WHAT TO WORK ON -
Read through the data, and wherever a line holds the word "unrecognized", write that line out.

RECORDS PROVIDED -
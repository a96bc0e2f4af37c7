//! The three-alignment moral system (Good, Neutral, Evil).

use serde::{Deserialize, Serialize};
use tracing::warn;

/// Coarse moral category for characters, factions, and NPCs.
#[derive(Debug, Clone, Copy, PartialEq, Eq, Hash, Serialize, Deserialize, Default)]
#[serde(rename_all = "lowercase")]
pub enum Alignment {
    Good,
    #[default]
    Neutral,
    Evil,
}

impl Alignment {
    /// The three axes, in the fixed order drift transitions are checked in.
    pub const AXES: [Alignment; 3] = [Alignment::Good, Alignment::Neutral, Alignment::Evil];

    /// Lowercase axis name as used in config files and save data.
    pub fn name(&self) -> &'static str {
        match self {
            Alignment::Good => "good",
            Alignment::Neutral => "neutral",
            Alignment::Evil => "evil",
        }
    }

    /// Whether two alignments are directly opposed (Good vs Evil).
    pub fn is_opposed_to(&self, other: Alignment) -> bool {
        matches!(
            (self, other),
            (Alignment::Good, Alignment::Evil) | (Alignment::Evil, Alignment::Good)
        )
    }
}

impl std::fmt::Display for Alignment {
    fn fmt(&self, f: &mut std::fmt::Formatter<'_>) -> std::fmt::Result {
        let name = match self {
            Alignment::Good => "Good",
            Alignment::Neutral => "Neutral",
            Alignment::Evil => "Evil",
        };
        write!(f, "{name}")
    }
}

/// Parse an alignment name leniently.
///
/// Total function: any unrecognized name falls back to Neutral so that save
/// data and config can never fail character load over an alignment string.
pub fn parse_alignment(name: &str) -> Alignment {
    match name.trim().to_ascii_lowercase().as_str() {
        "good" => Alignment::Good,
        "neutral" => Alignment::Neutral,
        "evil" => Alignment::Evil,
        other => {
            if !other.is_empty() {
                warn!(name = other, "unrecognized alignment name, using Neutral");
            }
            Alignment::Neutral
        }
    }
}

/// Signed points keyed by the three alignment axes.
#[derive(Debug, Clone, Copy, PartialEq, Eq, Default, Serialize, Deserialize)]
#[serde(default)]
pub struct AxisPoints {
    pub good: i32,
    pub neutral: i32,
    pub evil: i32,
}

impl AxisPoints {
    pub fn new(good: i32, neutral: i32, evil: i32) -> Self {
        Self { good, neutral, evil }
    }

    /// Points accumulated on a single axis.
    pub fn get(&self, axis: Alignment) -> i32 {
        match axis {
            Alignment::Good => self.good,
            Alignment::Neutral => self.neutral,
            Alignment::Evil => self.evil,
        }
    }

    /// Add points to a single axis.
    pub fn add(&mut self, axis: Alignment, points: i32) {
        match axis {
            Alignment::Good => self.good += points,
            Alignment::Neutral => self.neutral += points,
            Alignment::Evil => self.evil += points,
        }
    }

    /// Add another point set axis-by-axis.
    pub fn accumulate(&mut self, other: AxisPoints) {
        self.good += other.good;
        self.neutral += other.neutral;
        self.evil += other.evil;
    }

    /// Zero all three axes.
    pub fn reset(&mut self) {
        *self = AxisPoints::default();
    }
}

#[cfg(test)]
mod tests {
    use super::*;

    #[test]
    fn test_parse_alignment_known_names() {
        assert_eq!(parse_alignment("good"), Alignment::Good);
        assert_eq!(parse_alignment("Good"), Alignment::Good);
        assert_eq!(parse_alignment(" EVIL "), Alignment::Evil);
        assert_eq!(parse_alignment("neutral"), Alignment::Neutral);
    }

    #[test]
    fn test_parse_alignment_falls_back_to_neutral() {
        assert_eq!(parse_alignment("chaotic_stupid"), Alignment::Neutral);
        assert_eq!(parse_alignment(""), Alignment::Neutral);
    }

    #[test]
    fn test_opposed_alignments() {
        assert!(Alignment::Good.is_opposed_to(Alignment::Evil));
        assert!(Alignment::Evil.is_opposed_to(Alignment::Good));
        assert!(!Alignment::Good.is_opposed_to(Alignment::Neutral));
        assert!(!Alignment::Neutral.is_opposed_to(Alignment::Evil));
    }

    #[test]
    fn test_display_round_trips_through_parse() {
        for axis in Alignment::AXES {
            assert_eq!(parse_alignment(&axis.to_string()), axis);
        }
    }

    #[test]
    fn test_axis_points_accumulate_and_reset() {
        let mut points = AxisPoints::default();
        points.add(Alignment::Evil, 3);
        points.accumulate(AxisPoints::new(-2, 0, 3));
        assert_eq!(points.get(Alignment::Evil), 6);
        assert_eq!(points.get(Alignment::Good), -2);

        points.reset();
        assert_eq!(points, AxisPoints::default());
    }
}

ANSWER SPACE -
/// Total function: any unrecognized name falls back to Neutral so that save
                warn!(name = other, "unrecognized alignment name, using Neutral");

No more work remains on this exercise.